Work item.
When a line below holds the string "pattern", show that line.
------ Data for the task
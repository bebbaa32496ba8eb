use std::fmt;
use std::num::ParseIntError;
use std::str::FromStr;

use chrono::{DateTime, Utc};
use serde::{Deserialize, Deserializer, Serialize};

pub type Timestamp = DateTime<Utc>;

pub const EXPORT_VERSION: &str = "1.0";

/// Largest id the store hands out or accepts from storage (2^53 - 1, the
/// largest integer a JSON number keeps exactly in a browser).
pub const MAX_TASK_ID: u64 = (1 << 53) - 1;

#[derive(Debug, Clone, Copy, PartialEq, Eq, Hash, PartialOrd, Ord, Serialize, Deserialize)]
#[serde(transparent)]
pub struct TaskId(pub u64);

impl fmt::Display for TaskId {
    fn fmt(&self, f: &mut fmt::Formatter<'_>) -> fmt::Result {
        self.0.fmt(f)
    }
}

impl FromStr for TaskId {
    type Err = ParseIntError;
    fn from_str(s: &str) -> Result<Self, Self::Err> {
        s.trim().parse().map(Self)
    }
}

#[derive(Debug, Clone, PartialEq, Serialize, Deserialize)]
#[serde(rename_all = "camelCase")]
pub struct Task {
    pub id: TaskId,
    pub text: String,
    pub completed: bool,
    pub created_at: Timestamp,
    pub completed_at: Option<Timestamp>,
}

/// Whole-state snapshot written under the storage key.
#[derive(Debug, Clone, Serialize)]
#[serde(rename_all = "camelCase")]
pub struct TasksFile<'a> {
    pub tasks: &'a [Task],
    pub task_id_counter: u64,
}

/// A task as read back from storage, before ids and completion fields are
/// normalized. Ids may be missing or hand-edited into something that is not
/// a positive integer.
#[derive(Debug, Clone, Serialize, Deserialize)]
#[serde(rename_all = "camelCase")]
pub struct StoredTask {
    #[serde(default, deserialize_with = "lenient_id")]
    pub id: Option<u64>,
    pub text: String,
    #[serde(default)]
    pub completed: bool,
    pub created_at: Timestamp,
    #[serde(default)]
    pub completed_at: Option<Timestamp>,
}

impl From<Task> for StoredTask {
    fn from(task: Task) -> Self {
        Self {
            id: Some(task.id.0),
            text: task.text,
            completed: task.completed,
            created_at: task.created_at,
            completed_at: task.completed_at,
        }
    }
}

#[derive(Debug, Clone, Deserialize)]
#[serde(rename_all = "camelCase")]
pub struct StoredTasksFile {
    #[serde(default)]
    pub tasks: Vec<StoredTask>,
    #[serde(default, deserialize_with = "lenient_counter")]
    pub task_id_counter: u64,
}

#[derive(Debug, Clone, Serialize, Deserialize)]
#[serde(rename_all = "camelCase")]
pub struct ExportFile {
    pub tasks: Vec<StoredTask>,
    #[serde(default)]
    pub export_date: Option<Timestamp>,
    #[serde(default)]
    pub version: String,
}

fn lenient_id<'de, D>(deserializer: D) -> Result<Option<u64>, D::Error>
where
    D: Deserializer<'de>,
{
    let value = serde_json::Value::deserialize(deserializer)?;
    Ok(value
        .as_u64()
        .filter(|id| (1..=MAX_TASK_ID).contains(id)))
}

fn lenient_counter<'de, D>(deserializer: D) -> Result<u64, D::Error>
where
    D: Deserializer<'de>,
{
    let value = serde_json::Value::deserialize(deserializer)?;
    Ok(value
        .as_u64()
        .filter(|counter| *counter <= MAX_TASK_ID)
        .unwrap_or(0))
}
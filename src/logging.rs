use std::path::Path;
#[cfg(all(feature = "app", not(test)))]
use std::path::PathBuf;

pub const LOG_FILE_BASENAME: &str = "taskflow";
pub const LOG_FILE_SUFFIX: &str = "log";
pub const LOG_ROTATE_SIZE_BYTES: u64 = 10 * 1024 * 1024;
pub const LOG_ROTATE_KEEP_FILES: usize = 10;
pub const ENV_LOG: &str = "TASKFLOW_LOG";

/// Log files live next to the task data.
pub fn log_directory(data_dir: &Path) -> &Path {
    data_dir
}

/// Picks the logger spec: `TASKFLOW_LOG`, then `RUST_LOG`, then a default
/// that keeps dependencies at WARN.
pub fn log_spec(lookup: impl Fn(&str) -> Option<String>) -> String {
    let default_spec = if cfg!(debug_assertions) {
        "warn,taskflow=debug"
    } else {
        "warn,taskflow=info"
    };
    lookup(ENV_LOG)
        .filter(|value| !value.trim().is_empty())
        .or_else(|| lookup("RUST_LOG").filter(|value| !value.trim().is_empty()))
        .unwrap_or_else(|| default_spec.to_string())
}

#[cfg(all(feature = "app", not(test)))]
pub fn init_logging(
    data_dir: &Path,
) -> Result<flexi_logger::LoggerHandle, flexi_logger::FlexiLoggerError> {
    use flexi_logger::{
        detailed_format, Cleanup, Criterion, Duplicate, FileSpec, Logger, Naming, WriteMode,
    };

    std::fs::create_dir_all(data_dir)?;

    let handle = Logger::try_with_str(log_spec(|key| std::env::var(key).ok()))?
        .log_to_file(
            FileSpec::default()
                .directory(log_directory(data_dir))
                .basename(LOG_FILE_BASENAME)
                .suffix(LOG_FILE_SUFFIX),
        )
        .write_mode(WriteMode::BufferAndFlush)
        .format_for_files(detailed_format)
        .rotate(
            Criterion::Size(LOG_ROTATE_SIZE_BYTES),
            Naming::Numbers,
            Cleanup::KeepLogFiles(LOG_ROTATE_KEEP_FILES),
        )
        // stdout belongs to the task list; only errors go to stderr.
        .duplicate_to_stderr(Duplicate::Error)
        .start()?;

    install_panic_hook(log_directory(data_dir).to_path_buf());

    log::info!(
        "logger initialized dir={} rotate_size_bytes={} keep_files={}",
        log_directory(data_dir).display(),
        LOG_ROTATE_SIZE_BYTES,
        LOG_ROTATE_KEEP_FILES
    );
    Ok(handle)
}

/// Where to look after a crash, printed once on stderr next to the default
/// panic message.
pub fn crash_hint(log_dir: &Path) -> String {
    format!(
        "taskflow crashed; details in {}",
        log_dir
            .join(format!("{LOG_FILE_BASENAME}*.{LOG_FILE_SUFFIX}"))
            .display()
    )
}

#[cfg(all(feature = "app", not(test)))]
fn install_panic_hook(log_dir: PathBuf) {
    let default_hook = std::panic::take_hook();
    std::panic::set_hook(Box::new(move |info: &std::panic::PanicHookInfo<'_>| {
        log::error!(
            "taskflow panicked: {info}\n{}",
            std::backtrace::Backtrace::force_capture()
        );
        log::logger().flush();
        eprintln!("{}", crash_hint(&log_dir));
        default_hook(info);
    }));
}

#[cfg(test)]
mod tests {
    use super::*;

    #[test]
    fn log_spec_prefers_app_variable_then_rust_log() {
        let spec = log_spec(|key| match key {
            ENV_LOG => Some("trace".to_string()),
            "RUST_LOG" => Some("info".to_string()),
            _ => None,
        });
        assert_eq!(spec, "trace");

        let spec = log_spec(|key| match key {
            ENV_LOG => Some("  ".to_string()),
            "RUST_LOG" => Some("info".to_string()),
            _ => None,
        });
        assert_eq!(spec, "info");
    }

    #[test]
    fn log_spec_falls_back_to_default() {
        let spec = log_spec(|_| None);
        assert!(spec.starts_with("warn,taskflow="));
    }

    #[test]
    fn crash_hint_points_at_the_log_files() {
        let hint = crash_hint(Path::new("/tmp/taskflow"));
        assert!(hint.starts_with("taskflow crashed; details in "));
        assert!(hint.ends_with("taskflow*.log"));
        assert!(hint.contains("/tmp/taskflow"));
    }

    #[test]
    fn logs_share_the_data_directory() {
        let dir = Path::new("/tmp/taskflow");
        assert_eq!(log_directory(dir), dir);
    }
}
------------
------ Data for the task
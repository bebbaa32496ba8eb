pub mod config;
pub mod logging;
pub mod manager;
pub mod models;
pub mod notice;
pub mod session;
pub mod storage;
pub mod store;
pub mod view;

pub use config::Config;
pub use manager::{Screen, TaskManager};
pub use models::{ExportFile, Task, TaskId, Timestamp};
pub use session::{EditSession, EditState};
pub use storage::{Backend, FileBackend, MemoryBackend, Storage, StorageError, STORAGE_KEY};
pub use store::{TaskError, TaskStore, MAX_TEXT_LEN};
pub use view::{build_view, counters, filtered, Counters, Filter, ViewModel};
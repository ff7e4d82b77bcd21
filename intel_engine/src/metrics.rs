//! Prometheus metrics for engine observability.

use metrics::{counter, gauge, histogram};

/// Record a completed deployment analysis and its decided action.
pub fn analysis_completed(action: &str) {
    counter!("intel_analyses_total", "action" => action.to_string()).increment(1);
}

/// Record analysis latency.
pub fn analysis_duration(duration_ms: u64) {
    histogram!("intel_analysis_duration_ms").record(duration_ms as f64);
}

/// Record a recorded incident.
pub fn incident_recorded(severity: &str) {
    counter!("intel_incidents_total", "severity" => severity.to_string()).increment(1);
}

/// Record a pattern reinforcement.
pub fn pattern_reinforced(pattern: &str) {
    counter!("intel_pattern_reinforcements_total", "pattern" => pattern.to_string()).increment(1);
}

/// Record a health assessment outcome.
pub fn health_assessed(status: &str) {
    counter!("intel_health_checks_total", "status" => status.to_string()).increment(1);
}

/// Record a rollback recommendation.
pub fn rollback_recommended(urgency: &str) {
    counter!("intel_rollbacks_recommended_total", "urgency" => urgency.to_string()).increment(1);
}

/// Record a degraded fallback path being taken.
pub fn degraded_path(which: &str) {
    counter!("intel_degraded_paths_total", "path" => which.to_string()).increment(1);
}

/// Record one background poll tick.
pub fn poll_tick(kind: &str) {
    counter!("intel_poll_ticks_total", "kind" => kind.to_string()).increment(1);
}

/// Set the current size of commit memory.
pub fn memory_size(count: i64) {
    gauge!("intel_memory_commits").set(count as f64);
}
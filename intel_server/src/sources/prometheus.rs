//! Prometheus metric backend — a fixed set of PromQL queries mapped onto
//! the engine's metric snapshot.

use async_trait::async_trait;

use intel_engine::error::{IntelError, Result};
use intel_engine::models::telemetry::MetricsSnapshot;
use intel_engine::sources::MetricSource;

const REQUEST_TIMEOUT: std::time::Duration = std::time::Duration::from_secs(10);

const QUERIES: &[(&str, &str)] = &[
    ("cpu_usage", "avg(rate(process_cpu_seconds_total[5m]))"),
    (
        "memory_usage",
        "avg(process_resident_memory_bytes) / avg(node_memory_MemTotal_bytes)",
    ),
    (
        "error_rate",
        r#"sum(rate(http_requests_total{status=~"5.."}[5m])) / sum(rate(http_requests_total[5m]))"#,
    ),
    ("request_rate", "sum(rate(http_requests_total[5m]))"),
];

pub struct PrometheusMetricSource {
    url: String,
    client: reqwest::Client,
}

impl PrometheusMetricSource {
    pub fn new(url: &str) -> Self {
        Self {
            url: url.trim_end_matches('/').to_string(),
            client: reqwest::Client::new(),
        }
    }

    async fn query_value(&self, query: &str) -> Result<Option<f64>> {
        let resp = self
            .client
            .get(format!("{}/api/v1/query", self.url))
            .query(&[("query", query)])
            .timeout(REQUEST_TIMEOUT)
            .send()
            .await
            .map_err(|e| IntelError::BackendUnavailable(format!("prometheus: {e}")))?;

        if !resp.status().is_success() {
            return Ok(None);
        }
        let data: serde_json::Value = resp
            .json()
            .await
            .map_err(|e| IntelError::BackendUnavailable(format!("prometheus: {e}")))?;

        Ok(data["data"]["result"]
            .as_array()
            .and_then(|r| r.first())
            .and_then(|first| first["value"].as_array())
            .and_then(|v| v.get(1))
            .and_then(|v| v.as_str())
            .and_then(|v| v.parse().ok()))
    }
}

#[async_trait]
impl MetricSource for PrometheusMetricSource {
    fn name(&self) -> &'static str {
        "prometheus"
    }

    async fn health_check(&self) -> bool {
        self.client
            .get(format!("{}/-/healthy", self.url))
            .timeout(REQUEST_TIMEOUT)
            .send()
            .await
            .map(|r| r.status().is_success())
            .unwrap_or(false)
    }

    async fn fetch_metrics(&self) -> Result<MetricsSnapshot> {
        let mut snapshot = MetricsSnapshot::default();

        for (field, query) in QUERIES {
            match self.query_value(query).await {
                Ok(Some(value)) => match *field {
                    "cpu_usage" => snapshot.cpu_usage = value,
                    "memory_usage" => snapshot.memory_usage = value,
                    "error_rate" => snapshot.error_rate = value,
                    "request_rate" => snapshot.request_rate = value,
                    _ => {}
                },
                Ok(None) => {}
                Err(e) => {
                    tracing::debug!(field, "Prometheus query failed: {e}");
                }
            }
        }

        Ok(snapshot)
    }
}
------------
Exercise output.
/// Record a pattern reinforcement.
pub fn pattern_reinforced(pattern: &str) {
    counter!("intel_pattern_reinforcements_total", "pattern" => pattern.to_string()).increment(1);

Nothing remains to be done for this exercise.